Ela saiu por aí… E daí?

Por Osvaldo Bertolino

De cabeça erguida, espinha ereta, a mente quieta e o coração tranquilo, andou por 20 minutos. Por onde passava chamava a atenção. Os homens olhavam-na com aquele semblante de quem viu um extraterrestre, com a boca semiaberta, as sobrancelhas ligeiramente erguidas e os movimentos de braços e pernas em câmera lenta. Mas nenhum ousou um “fiu-fiu”, um gracejo, uma ousadia qualquer. As mulheres, por conseguinte, olhavam-na com um misto de inveja e admiração.

Não era aquele “mulherão”, dessas que dizem por aí ser um “monumento”. Tampouco estava vestida com a elegância que as revistas ditas femininas impõe como modelo único — que, sinceramente, considero uma feiura. Não desfilava em cima de saltos elevadíssimos, desses que fazem a mulher ter uma bunda que nem sempre corresponde à aparência. Também não estava maquiada com essas máscaras que a gente vê por aí, que fazem o favor de esconder a deliciosa originalidade do rosto feminino.

Os olhares eram uma espécie de fila; o olhar de um despertava o olhar do outro, de outro, de outro… de outra, de outra… E ela marchava, impávida, com o colosso que a natureza lhe brindou, espalhado em seus um metro e sessenta e pouco de altura.

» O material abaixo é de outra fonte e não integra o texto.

// ── Generic reactive entity collection ──
//
// Lock-free concurrent storage with O(1) lookups and push-based
// change notification via `watch` channels.

use std::collections::HashSet;
use std::sync::Arc;

use dashmap::DashMap;
use tokio::sync::watch;

/// A lock-free, reactive collection for a single entity type, keyed by the
/// backend identifier.
///
/// Uses `DashMap` for O(1) concurrent lookups and a `watch` channel for
/// push-based change notification. Snapshots are rebuilt only when a batch
/// actually changes something, so subscribers are not woken by identical
/// poll results.
pub(crate) struct EntityCollection<T: Clone + PartialEq + Send + Sync + 'static> {
    by_key: DashMap<String, Arc<T>>,

    /// Full snapshot, ordered by key, rebuilt on mutation.
    snapshot: watch::Sender<Arc<Vec<Arc<T>>>>,
}

impl<T: Clone + PartialEq + Send + Sync + 'static> EntityCollection<T> {
    pub(crate) fn new() -> Self {
        let (snapshot, _) = watch::channel(Arc::new(Vec::new()));
        Self {
            by_key: DashMap::new(),
            snapshot,
        }
    }

    /// Upsert every incoming entity, then prune keys the batch did not
    /// mention. The collection never passes through an empty state.
    ///
    /// Returns `true` if anything changed.
    pub(crate) fn replace_all(&self, items: impl IntoIterator<Item = (String, T)>) -> bool {
        let mut changed = false;
        let mut incoming = HashSet::new();

        for (key, entity) in items {
            incoming.insert(key.clone());
            changed |= self.store(key, entity);
        }

        let stale: Vec<String> = self
            .by_key
            .iter()
            .filter(|r| !incoming.contains(r.key()))
            .map(|r| r.key().clone())
            .collect();
        for key in stale {
            changed |= self.by_key.remove(&key).is_some();
        }

        if changed {
            self.rebuild_snapshot();
        }
        changed
    }

    pub(crate) fn get(&self, key: &str) -> Option<Arc<T>> {
        self.by_key.get(key).map(|r| Arc::clone(r.value()))
    }

    /// Get the current snapshot (cheap `Arc` clone).
    pub(crate) fn snapshot(&self) -> Arc<Vec<Arc<T>>> {
        self.snapshot.borrow().clone()
    }

    pub(crate) fn subscribe(&self) -> watch::Receiver<Arc<Vec<Arc<T>>>> {
        self.snapshot.subscribe()
    }

    pub(crate) fn len(&self) -> usize {
        self.by_key.len()
    }

    // ── Private helpers ──────────────────────────────────────────────

    /// Insert unless an equal entity is already stored under `key`.
    fn store(&self, key: String, entity: T) -> bool {
        // The read guard must be released before `insert` touches the shard.
        let unchanged = self.by_key.get(&key).is_some_and(|existing| **existing == entity);
        if unchanged {
            return false;
        }
        self.by_key.insert(key, Arc::new(entity));
        true
    }

    fn rebuild_snapshot(&self) {
        let mut entries: Vec<(String, Arc<T>)> = self
            .by_key
            .iter()
            .map(|r| (r.key().clone(), Arc::clone(r.value())))
            .collect();
        entries.sort_by(|a, b| a.0.cmp(&b.0));
        let values = entries.into_iter().map(|(_, v)| v).collect();
        // `send_modify` updates unconditionally, even with zero receivers.
        self.snapshot.send_modify(|snap| *snap = Arc::new(values));
    }
}
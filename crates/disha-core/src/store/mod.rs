// ── Reactive data storage ──

mod collection;
mod data_store;
mod refresh;
mod sequence;

pub use data_store::DataStore;
pub use refresh::Resource;
pub(crate) use sequence::Ticket;
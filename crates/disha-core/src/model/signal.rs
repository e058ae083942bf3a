// ── Traffic signal domain types ──

use chrono::{DateTime, Utc};
use serde::{Deserialize, Serialize};
use strum::{AsRefStr, Display, EnumString};

use super::incident::GeoPoint;

#[derive(Debug, Clone, Copy, PartialEq, Eq, Hash, Serialize, Deserialize, Display, EnumString, AsRefStr)]
#[serde(rename_all = "UPPERCASE")]
#[strum(serialize_all = "UPPERCASE", ascii_case_insensitive)]
#[non_exhaustive]
pub enum SignalState {
    Green,
    Yellow,
    Red,
    Unknown,
}

impl SignalState {
    pub fn from_wire(raw: &str) -> Self {
        raw.parse().unwrap_or(Self::Unknown)
    }
}

/// A traffic signal and its latest observed state.
#[derive(Debug, Clone, PartialEq, Serialize, Deserialize)]
pub struct Signal {
    pub id: String,
    pub location_name: String,
    /// Congestion, 0–100.
    pub density: u8,
    pub state: SignalState,
    pub position: Option<GeoPoint>,
    pub last_updated: Option<DateTime<Utc>>,
}

impl Signal {
    /// Density above which the dashboard treats a junction as congested.
    pub const CONGESTED: u8 = 70;

    pub fn is_congested(&self) -> bool {
        self.density > Self::CONGESTED
    }
}
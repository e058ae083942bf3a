mod cli;
mod commands;
mod config;
mod error;
mod output;

use clap::Parser;
use tracing_subscriber::EnvFilter;

use disha_core::LiveView;

use crate::cli::{Cli, Command};
use crate::error::CliError;

#[tokio::main]
async fn main() {
    let cli = Cli::parse();

    init_tracing(cli.global.verbose);

    if let Err(err) = run(cli).await {
        let code = err.exit_code();
        eprintln!("{:?}", miette::Report::new(err));
        std::process::exit(code);
    }
}

fn init_tracing(verbosity: u8) {
    let filter = match verbosity {
        0 => "warn",
        1 => "info",
        2 => "debug",
        _ => "trace",
    };

    tracing_subscriber::fmt()
        .with_env_filter(
            EnvFilter::try_from_default_env().unwrap_or_else(|_| EnvFilter::new(filter)),
        )
        .with_writer(std::io::stderr)
        .with_target(false)
        .init();
}

async fn run(cli: Cli) -> Result<(), CliError> {
    let Cli {
        mut global,
        command,
    } = cli;

    match command {
        // Config commands don't need a backend connection
        Command::Config(args) => {
            let cfg = config::load_config()?;
            config::apply_display_defaults(&mut global, &cfg)?;
            commands::config_cmd::handle(args, &global)
        }

        Command::Completions(args) => {
            use clap::CommandFactory;
            use clap_complete::generate;

            let mut cmd = Cli::command();
            generate(args.shell, &mut cmd, "disha", &mut std::io::stdout());
            Ok(())
        }

        cmd => {
            let cfg = config::load_config()?;
            config::apply_display_defaults(&mut global, &cfg)?;
            let mut view_config = config::resolve_view_config(&global, &cfg)?;
            if let Command::Watch(ref args) = cmd {
                commands::watch::apply_overrides(&mut view_config, args);
            }
            let view = LiveView::connect(view_config)?;

            tracing::debug!(command = ?cmd, url = %view.config().url, "dispatching command");
            commands::dispatch(cmd, &view, &global).await
        }
    }
}
//! Command dispatch: bridges CLI args -> live view calls -> output formatting.

pub mod config_cmd;
pub mod incidents;
pub mod routes;
pub mod signals;
pub mod simulate;
pub mod stats;
pub mod status;
pub mod util;
pub mod watch;

use disha_core::LiveView;

use crate::cli::{Command, GlobalOpts};
use crate::error::CliError;

/// Dispatch a backend-bound command to the appropriate handler.
pub async fn dispatch(cmd: Command, view: &LiveView, global: &GlobalOpts) -> Result<(), CliError> {
    match cmd {
        Command::Incidents(args) => incidents::handle(view, args, global).await,
        Command::Routes(args) => routes::handle(view, args, global).await,
        Command::Signals(args) => signals::handle(view, args, global).await,
        Command::Stats => stats::handle(view, global).await,
        Command::Simulate(args) => simulate::handle(view, args, global).await,
        Command::Watch(_) => watch::handle(view, global).await,
        Command::Status => status::handle(view, global).await,
        // Config and Completions are handled before dispatch
        Command::Config(_) | Command::Completions(_) => Err(CliError::Internal(
            "command does not need a backend connection".into(),
        )),
    }
}
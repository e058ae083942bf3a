//! CLI error types with miette diagnostics.
//!
//! Maps `CoreError` and `ConfigError` into user-facing errors with
//! actionable help text and stable exit codes.

use miette::Diagnostic;
use thiserror::Error;

use disha_config::ConfigError;
use disha_core::CoreError;

/// Process exit codes.
pub mod exit_code {
    pub const GENERAL: i32 = 1;
    pub const USAGE: i32 = 2;
    pub const NOT_FOUND: i32 = 4;
    pub const CONNECTION: i32 = 7;
    pub const TIMEOUT: i32 = 8;
}

#[derive(Debug, Error, Diagnostic)]
pub enum CliError {
    // ── Connection ───────────────────────────────────────────────────

    #[error("Could not reach the backend at {url}")]
    #[diagnostic(
        code(disha::connection_failed),
        help(
            "Check that the backend is running and accessible.\n\
             URL: {url}\n\
             Try: disha status"
        )
    )]
    ConnectionFailed {
        url: String,
        #[source]
        source: Box<dyn std::error::Error + Send + Sync>,
    },

    #[error("Request timed out")]
    #[diagnostic(
        code(disha::timeout),
        help("Increase timeout with --timeout or check backend responsiveness.")
    )]
    Timeout,

    // ── Resources ────────────────────────────────────────────────────

    #[error("{resource_type} '{identifier}' not found")]
    #[diagnostic(
        code(disha::not_found),
        help("Run: disha {list_command} to see what is available")
    )]
    NotFound {
        resource_type: String,
        identifier: String,
        list_command: String,
    },

    // ── API ──────────────────────────────────────────────────────────

    #[error("Backend error: {message}")]
    #[diagnostic(code(disha::api_error))]
    Api { message: String, status: Option<u16> },

    // ── Validation ───────────────────────────────────────────────────

    #[error("Invalid value for {field}: {reason}")]
    #[diagnostic(code(disha::validation))]
    Validation { field: String, reason: String },

    // ── Configuration ────────────────────────────────────────────────

    #[error("No backend URL configured")]
    #[diagnostic(
        code(disha::no_api_url),
        help(
            "Pass --api-url, set DISHA_API_URL, or run: disha config init\n\
             Config file: {path}"
        )
    )]
    NoApiUrl { path: String },

    #[error(transparent)]
    #[diagnostic(code(disha::config))]
    Config(Box<ConfigError>),

    // ── Interactive ──────────────────────────────────────────────────

    #[error("Prompt failed: {0}")]
    #[diagnostic(
        code(disha::prompt),
        help("Pass the missing values as flags in non-interactive contexts.")
    )]
    Prompt(String),

    // ── Internal / IO / Serialization ────────────────────────────────

    #[error("{0}")]
    #[diagnostic(code(disha::internal))]
    Internal(String),

    #[error(transparent)]
    Io(#[from] std::io::Error),

    #[error("Failed to render output: {0}")]
    #[diagnostic(code(disha::render))]
    Render(String),
}

impl CliError {
    /// Map this error to an exit code for process termination.
    pub fn exit_code(&self) -> i32 {
        match self {
            Self::ConnectionFailed { .. } => exit_code::CONNECTION,
            Self::Timeout => exit_code::TIMEOUT,
            Self::NotFound { .. } => exit_code::NOT_FOUND,
            Self::Validation { .. } | Self::NoApiUrl { .. } | Self::Prompt(_) => exit_code::USAGE,
            Self::Api {
                status: Some(400..=499),
                ..
            } => exit_code::USAGE,
            _ => exit_code::GENERAL,
        }
    }
}

// ── CoreError → CliError mapping ─────────────────────────────────────

impl From<CoreError> for CliError {
    fn from(err: CoreError) -> Self {
        match err {
            CoreError::ConnectionFailed { url, reason } => Self::ConnectionFailed {
                url,
                source: reason.into(),
            },
            CoreError::Timeout => Self::Timeout,
            CoreError::NotFound {
                entity_type,
                identifier,
            } => Self::NotFound {
                list_command: format!("{}s list", entity_type.to_lowercase()),
                resource_type: entity_type,
                identifier,
            },
            CoreError::ValidationFailed { message } => Self::Validation {
                field: "input".into(),
                reason: message,
            },
            CoreError::Api { message, status } => Self::Api { message, status },
            CoreError::Config { message } => Self::Validation {
                field: "config".into(),
                reason: message,
            },
            CoreError::Internal(message) => Self::Internal(message),
        }
    }
}

// ── ConfigError → CliError mapping ───────────────────────────────────

impl From<ConfigError> for CliError {
    fn from(err: ConfigError) -> Self {
        match err {
            ConfigError::MissingApiUrl => Self::NoApiUrl {
                path: disha_config::config_path().display().to_string(),
            },
            ConfigError::Validation { field, reason } => Self::Validation { field, reason },
            other => Self::Config(Box::new(other)),
        }
    }
}

#[cfg(test)]
mod tests {
    use super::*;

    #[test]
    fn core_errors_map_to_exit_codes() {
        let cases = [
            (
                CoreError::ConnectionFailed {
                    url: "http://x".into(),
                    reason: "refused".into(),
                },
                exit_code::CONNECTION,
            ),
            (CoreError::Timeout, exit_code::TIMEOUT),
            (
                CoreError::NotFound {
                    entity_type: "Incident".into(),
                    identifier: "inc-9".into(),
                },
                exit_code::NOT_FOUND,
            ),
            (
                CoreError::ValidationFailed {
                    message: "description is required".into(),
                },
                exit_code::USAGE,
            ),
            (
                CoreError::Api {
                    message: "boom".into(),
                    status: Some(500),
                },
                exit_code::GENERAL,
            ),
            (
                CoreError::Api {
                    message: "bad payload".into(),
                    status: Some(422),
                },
                exit_code::USAGE,
            ),
        ];
        for (core, code) in cases {
            assert_eq!(CliError::from(core).exit_code(), code);
        }
    }

    #[test]
    fn not_found_points_at_list_command() {
        let err = CliError::from(CoreError::NotFound {
            entity_type: "Incident".into(),
            identifier: "inc-9".into(),
        });
        let CliError::NotFound { list_command, .. } = err else {
            panic!("expected NotFound");
        };
        assert_eq!(list_command, "incidents list");
    }

    #[test]
    fn missing_url_is_a_usage_error() {
        let err = CliError::from(ConfigError::MissingApiUrl);
        assert!(matches!(err, CliError::NoApiUrl { .. }));
        assert_eq!(err.exit_code(), exit_code::USAGE);
    }

    #[test]
    fn config_file_errors_are_general_failures() {
        let err = CliError::from(ConfigError::Io(std::io::Error::other("denied")));
        assert!(matches!(err, CliError::Config(_)));
        assert_eq!(err.exit_code(), exit_code::GENERAL);
    }
}
// ── Traffic simulation parameters ──

use serde::{Deserialize, Serialize};

use super::signal::SignalState;

/// A synthetic traffic observation pushed to one road's signal.
#[derive(Debug, Clone, PartialEq, Serialize, Deserialize)]
pub struct TrafficSimulation {
    pub road_id: String,
    /// Congestion, 0–100.
    pub density: u8,
    /// Average speed in km/h.
    pub avg_speed: f64,
    pub emergency_vehicle: bool,
}

impl TrafficSimulation {
    pub fn new(road_id: impl Into<String>, density: u8, avg_speed: f64) -> Self {
        Self {
            road_id: road_id.into(),
            density: density.min(100),
            avg_speed,
            emergency_vehicle: false,
        }
    }

    pub fn with_emergency_vehicle(mut self, detected: bool) -> Self {
        self.emergency_vehicle = detected;
        self
    }
}

/// The backend's echo of a simulation request. Every field is optional;
/// callers are free to ignore it.
#[derive(Debug, Clone, Default, PartialEq, Eq, Serialize, Deserialize)]
pub struct SimulationOutcome {
    pub signal_id: Option<String>,
    pub new_state: Option<SignalState>,
    pub density: Option<u8>,
}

Parava, olhava as vitrines, se distraía com alguma sinalização, observava os transeuntes, um ou outro carro lhe chamava a atenção… Mas nada que lhe tirasse a concentração. Todos olhavam-na com a interrogação: quem é e o que quer essa dama? Havia algo que magnetizava os que punham os olhos nela. O que seria?

Nada além do que sempre deveria ser. Ela estava consciente e convicta do seu direito de ser mulher, de olhar para quem quisesse, de ir na direção que bem entendesse. Depois de andar por 20 minutos, se deu conta de que era observada não como um objeto, um ser como tantos outros da natureza cuja destino é servir sem ser servido. Foram 20 minutos em que ela reinou como todas as mulheres deveriam reinar: desfilando seu charme, seu delicioso perfume, sua gostosura sem as incômodas perturbações deste cruel mundo machista.